▸ **Data supplied**:
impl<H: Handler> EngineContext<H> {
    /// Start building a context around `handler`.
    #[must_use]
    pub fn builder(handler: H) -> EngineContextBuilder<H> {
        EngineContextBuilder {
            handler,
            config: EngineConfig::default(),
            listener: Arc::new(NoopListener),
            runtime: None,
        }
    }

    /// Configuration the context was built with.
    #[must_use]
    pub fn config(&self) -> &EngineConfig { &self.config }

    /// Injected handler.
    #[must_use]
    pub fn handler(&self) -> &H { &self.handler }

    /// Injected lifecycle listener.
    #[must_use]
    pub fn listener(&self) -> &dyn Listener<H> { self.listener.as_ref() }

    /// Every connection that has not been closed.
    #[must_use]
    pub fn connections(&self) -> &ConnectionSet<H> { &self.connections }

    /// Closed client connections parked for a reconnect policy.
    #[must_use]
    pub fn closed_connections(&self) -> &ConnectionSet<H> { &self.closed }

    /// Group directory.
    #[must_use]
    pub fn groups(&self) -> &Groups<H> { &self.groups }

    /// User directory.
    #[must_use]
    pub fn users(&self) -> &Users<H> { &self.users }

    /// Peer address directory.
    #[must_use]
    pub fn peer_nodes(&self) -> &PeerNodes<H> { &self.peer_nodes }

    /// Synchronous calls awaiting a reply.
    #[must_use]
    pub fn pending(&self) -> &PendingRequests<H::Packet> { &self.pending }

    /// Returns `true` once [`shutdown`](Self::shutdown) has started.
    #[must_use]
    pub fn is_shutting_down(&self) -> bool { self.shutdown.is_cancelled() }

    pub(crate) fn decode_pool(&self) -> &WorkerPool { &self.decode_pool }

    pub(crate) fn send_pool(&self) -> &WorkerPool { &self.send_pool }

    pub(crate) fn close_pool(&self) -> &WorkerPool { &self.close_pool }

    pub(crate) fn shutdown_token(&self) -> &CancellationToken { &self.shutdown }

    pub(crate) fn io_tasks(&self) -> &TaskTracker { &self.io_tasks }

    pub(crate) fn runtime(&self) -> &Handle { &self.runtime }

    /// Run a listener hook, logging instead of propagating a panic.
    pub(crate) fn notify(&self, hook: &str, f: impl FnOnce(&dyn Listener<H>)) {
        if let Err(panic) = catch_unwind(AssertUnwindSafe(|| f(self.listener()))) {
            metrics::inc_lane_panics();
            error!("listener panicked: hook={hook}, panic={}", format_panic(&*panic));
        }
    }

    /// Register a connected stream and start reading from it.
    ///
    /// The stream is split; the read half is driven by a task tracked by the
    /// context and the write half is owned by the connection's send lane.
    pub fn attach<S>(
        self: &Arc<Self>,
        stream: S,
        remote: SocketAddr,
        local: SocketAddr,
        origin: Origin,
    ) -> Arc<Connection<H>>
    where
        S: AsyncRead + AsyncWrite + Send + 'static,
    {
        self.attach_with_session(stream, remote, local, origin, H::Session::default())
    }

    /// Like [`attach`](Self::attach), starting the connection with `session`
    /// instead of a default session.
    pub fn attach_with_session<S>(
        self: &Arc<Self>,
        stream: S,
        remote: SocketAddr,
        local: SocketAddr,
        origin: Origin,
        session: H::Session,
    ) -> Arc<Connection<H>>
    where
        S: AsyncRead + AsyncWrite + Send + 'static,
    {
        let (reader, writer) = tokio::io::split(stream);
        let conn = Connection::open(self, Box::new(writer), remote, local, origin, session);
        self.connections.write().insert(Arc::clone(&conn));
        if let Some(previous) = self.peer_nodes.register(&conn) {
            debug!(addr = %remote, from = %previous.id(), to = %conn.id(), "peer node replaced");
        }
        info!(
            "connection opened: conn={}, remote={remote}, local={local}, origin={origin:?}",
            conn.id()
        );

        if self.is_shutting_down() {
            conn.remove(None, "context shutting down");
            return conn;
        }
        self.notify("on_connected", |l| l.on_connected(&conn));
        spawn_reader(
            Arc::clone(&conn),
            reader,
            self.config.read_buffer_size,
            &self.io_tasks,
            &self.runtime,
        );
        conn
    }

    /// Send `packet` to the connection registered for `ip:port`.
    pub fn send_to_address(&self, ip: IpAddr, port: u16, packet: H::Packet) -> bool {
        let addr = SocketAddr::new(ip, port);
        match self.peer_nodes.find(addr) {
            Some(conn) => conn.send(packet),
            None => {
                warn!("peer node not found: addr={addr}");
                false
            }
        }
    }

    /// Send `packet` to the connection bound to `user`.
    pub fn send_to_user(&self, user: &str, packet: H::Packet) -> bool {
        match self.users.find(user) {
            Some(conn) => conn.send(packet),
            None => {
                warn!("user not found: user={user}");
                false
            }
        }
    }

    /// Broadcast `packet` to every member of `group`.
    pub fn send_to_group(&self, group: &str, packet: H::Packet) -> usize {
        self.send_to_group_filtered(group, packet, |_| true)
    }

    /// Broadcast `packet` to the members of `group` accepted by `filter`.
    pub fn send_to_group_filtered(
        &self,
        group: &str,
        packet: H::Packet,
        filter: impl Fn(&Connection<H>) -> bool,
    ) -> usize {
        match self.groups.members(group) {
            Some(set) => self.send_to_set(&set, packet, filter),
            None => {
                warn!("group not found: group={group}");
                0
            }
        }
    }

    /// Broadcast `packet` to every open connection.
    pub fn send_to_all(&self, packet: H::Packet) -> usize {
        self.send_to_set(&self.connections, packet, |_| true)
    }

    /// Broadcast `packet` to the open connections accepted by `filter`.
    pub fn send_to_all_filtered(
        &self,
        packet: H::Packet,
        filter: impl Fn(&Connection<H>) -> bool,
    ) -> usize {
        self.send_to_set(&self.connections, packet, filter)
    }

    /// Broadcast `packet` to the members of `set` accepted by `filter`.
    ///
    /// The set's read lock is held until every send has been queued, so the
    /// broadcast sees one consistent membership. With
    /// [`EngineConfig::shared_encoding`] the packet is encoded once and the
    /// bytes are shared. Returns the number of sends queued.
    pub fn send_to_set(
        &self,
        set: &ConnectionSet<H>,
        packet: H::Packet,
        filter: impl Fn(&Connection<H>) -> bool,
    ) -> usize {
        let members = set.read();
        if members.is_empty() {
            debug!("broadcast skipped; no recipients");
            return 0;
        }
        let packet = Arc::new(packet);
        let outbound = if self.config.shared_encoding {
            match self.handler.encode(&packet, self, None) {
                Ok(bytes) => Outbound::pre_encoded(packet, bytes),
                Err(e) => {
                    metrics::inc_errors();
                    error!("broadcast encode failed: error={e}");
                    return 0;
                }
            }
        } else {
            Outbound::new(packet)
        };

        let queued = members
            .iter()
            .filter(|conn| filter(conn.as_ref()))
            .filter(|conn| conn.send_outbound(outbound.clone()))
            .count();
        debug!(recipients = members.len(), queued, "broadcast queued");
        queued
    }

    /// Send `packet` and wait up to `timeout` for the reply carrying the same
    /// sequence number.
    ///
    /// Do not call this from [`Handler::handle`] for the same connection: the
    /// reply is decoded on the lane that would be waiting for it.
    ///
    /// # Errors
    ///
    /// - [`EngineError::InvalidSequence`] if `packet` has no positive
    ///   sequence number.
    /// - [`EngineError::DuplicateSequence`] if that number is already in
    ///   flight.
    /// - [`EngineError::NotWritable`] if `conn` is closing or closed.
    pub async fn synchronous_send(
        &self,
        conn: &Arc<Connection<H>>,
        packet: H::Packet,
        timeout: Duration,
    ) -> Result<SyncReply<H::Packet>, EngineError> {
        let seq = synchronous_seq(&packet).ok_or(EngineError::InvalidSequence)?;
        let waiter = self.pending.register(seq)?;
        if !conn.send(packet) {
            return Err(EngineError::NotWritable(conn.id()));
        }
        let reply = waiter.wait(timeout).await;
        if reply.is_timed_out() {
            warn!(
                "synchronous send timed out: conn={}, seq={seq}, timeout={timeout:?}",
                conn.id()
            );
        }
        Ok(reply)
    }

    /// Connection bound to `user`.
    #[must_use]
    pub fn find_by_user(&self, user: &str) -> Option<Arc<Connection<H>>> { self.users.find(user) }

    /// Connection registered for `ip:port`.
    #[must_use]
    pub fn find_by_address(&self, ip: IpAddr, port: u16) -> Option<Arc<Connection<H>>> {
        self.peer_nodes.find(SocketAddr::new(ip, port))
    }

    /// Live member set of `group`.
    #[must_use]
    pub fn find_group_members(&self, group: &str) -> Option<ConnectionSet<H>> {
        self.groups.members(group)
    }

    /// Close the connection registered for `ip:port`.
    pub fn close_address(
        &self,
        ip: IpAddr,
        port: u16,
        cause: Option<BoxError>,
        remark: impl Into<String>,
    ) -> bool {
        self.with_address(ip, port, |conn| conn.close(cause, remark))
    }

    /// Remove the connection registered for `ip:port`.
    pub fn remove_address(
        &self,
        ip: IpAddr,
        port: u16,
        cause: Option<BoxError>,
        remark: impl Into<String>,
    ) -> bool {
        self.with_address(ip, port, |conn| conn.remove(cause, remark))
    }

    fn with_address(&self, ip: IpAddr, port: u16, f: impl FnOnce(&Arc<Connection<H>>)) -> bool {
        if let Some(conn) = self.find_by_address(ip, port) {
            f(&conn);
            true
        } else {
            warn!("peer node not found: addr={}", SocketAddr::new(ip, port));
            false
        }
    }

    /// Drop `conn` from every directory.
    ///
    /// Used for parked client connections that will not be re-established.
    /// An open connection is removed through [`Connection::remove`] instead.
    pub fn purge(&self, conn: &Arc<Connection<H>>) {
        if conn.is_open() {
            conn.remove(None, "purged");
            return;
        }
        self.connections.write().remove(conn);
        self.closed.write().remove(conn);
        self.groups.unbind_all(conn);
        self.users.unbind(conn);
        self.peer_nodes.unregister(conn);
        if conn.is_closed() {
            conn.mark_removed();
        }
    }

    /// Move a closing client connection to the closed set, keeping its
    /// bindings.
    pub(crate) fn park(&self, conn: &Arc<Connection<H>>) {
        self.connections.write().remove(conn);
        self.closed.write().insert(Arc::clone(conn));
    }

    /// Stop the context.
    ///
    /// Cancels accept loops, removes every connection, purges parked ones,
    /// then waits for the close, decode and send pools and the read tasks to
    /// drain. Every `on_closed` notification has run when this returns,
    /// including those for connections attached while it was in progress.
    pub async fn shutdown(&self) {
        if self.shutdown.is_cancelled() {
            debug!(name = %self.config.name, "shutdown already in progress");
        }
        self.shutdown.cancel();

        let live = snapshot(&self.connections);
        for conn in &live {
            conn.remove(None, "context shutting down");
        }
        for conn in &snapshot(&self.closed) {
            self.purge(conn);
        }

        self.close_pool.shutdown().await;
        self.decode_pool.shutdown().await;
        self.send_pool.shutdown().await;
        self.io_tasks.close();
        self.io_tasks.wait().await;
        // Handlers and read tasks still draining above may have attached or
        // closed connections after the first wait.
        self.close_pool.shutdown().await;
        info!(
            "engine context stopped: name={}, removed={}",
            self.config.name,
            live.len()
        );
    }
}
...
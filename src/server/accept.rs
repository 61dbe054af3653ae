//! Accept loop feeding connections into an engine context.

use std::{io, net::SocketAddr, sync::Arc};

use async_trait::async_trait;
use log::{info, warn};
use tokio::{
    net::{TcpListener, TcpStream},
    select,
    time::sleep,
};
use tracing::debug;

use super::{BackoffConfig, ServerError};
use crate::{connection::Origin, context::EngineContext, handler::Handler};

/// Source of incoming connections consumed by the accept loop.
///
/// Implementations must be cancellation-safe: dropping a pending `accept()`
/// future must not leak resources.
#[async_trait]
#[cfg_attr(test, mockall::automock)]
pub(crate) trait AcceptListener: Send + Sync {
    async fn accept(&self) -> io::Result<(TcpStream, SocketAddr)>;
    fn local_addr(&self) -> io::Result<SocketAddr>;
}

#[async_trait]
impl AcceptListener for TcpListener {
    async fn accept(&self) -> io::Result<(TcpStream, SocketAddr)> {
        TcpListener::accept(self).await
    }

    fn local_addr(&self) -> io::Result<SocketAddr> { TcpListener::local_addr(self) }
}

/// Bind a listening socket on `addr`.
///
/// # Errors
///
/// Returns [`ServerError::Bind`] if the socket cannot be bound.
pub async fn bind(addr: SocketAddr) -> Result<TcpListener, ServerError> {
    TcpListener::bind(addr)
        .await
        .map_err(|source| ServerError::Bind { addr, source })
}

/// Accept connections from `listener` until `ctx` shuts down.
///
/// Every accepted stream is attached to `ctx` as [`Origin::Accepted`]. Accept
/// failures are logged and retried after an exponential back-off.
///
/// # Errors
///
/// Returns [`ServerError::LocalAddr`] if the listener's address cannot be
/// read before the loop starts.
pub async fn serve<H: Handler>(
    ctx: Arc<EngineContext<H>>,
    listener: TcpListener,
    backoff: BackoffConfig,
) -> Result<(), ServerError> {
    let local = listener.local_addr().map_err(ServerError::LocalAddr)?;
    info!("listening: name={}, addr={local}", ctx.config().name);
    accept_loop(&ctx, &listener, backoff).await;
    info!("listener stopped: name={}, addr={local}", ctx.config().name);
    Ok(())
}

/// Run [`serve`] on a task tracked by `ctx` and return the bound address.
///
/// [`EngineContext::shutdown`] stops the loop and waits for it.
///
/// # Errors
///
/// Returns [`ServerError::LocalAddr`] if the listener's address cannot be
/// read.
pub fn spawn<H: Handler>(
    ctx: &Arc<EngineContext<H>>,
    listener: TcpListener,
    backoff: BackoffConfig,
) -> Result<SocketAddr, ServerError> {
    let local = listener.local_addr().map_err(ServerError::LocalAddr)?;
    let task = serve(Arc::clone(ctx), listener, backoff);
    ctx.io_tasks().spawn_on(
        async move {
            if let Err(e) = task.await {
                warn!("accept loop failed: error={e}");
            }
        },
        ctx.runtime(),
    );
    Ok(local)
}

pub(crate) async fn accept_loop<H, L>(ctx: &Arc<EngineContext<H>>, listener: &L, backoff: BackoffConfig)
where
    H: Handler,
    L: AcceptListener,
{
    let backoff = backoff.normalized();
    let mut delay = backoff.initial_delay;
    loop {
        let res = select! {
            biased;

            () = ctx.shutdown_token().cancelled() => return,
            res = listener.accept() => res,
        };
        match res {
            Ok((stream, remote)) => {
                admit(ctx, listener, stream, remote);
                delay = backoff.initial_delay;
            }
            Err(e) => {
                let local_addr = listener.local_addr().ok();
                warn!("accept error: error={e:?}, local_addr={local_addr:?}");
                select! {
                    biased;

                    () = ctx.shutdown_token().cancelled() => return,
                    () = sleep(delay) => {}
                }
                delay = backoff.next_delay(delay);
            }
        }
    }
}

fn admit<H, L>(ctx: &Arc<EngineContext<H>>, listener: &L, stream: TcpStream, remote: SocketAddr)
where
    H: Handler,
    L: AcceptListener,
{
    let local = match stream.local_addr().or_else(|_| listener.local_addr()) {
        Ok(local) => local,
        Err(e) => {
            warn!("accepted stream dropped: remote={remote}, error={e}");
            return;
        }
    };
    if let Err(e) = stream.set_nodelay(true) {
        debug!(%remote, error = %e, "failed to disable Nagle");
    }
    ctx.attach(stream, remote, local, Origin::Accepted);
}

▸ **Exercise**: Count the lines above that include the word "from". Reply with that number alone.

▸ **Solution to this problem**: 5